Bone status in obese, non-diabetic, antipsychotic-treated patients, and effects of the glucagon-like peptide-1 receptor agonist exenatide on bone turnover markers and bone mineral density

Abstract

Background: Low bone mineral density (BMD) may constitute an underestimated comorbidity in schizophrenia patients undergoing long-term antipsychotic treatment. Glucagon-like peptide 1 (GLP-1) receptor agonists are antidiabetic drugs, which may also affect bone turnover. Methods: In planned secondary analyses of a 3 months, double-blind, randomized, placebo-controlled trial (n = 45), we explored effects of the GLP-1 receptor agonist exenatide 2 mg once-weekly (n = 23), or placebo (n = 22) on bone turnover markers (BTMs) and BMD in chronic, obese, antipsychotic-treated patients with schizophrenia spectrum disorder.
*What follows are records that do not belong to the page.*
//! Unified application error types for LinkHub.
//!
//! Crate-specific errors (link signing, gate decisions, storage uploads)
//! are mapped into [`AppError`] so handlers can propagate everything with
//! the `?` operator and render a single response shape.

use std::fmt;
use thiserror::Error;

/// Top-level error kind categorization used across the entire application.
#[derive(Debug, Clone, Copy, PartialEq, Eq, Hash, serde::Serialize, serde::Deserialize)]
pub enum ErrorKind {
    /// The requested resource was not found.
    NotFound,
    /// Authentication failed (missing or wrong credential, bad signature).
    Authentication,
    /// Input validation failed (bad request body, malformed token).
    Validation,
    /// The resource existed once but is no longer valid (expired link).
    Gone,
    /// A rate limit was exceeded.
    RateLimit,
    /// An internal server error occurred.
    Internal,
    /// A required piece of server configuration is missing or invalid.
    Configuration,
    /// A serialization/deserialization error occurred.
    Serialization,
    /// A local or remote storage I/O error occurred.
    Storage,
    /// An external service (object storage backend) returned an error.
    ExternalService,
}

impl ErrorKind {
    /// Stable upper-case name, used in logs and `Display`.
    pub fn as_str(self) -> &'static str {
        match self {
            Self::NotFound => "NOT_FOUND",
            Self::Authentication => "AUTHENTICATION",
            Self::Validation => "VALIDATION",
            Self::Gone => "GONE",
            Self::RateLimit => "RATE_LIMIT",
            Self::Internal => "INTERNAL",
            Self::Configuration => "CONFIGURATION",
            Self::Serialization => "SERIALIZATION",
            Self::Storage => "STORAGE",
            Self::ExternalService => "EXTERNAL_SERVICE",
        }
    }
}

impl fmt::Display for ErrorKind {
    fn fmt(&self, f: &mut fmt::Formatter<'_>) -> fmt::Result {
        f.write_str(self.as_str())
    }
}

/// The unified application error used throughout LinkHub.
#[derive(Debug, Error)]
#[error("{kind}: {message}")]
pub struct AppError {
    /// The category of error.
    pub kind: ErrorKind,
    /// A human-readable error message, safe to show to callers.
    pub message: String,
    /// Optional underlying cause.
    #[source]
    pub source: Option<Box<dyn std::error::Error + Send + Sync>>,
}

impl AppError {
    /// Create a new application error.
    pub fn new(kind: ErrorKind, message: impl Into<String>) -> Self {
        Self {
            kind,
            message: message.into(),
            source: None,
        }
    }

    /// Create a new application error with an underlying cause.
    pub fn with_source(
        kind: ErrorKind,
        message: impl Into<String>,
        source: impl std::error::Error + Send + Sync + 'static,
    ) -> Self {
        Self {
            kind,
            message: message.into(),
            source: Some(Box::new(source)),
        }
    }

    /// Create a not-found error.
    pub fn not_found(message: impl Into<String>) -> Self {
        Self::new(ErrorKind::NotFound, message)
    }

    /// Create a validation error.
    pub fn validation(message: impl Into<String>) -> Self {
        Self::new(ErrorKind::Validation, message)
    }

    /// Create a rate-limit error.
    pub fn rate_limited(message: impl Into<String>) -> Self {
        Self::new(ErrorKind::RateLimit, message)
    }

    /// Create an internal error.
    pub fn internal(message: impl Into<String>) -> Self {
        Self::new(ErrorKind::Internal, message)
    }

    /// Create a configuration error.
    pub fn configuration(message: impl Into<String>) -> Self {
        Self::new(ErrorKind::Configuration, message)
    }

    /// Create an external-service error.
    pub fn external_service(message: impl Into<String>) -> Self {
        Self::new(ErrorKind::ExternalService, message)
    }
}

impl Clone for AppError {
    fn clone(&self) -> Self {
        Self {
            kind: self.kind,
            message: self.message.clone(),
            source: None,
        }
    }
}

impl From<serde_json::Error> for AppError {
    fn from(err: serde_json::Error) -> Self {
        Self::with_source(
            ErrorKind::Serialization,
            format!("JSON serialization error: {err}"),
            err,
        )
    }
}

impl From<std::io::Error> for AppError {
    fn from(err: std::io::Error) -> Self {
        Self::with_source(ErrorKind::Storage, format!("I/O error: {err}"), err)
    }
}

impl From<config::ConfigError> for AppError {
    fn from(err: config::ConfigError) -> Self {
        Self::with_source(
            ErrorKind::Configuration,
            format!("Configuration error: {err}"),
            err,
        )
    }
}
//! Storage collaborator implementations.

pub mod bunny;
pub mod pull_zone;

pub use bunny::BunnyStorageProvider;
pub use pull_zone::PullZone;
Baseline BTMs were compared to sex- and age-adjusted reference values from a Danish population cohort, and T- and Z-scores were calculated for BMD. Results: In women (n = 24), all baseline BTM measurements of procollagen type I N-terminal propeptide (PINP) and C-terminal cross-linking telopeptide of type I collagen (CTX) were within reference values. In men (n = 21), 5% displayed lower PINP and 14% displayed lower CTX. One patient displayed BMD Z-score < −2, and 23% of patients (17% of women and 29% of men) displayed −2.5 < T-scores < – 1 indicating osteopenia, but none had osteoporosis. After treatment, PINP decreased at trend level significance (P = 0.05), and body mass index BMD increased for L2–L4 (P = 0.016). No changes in bone markers were significant after correction for mean prolactin levels. Conclusions: Sex- and age-adjusted measures of bone status in chronic, obese, antipsychotic-treated patients appeared comparable to the reference population. Subtle changes in bone markers during 3 months exenatide treatment may suggest beneficial effects of GLP-1 receptor agonists on bone status in antipsychotic-treated patients, and further studies should consider the potential influence of prolactin.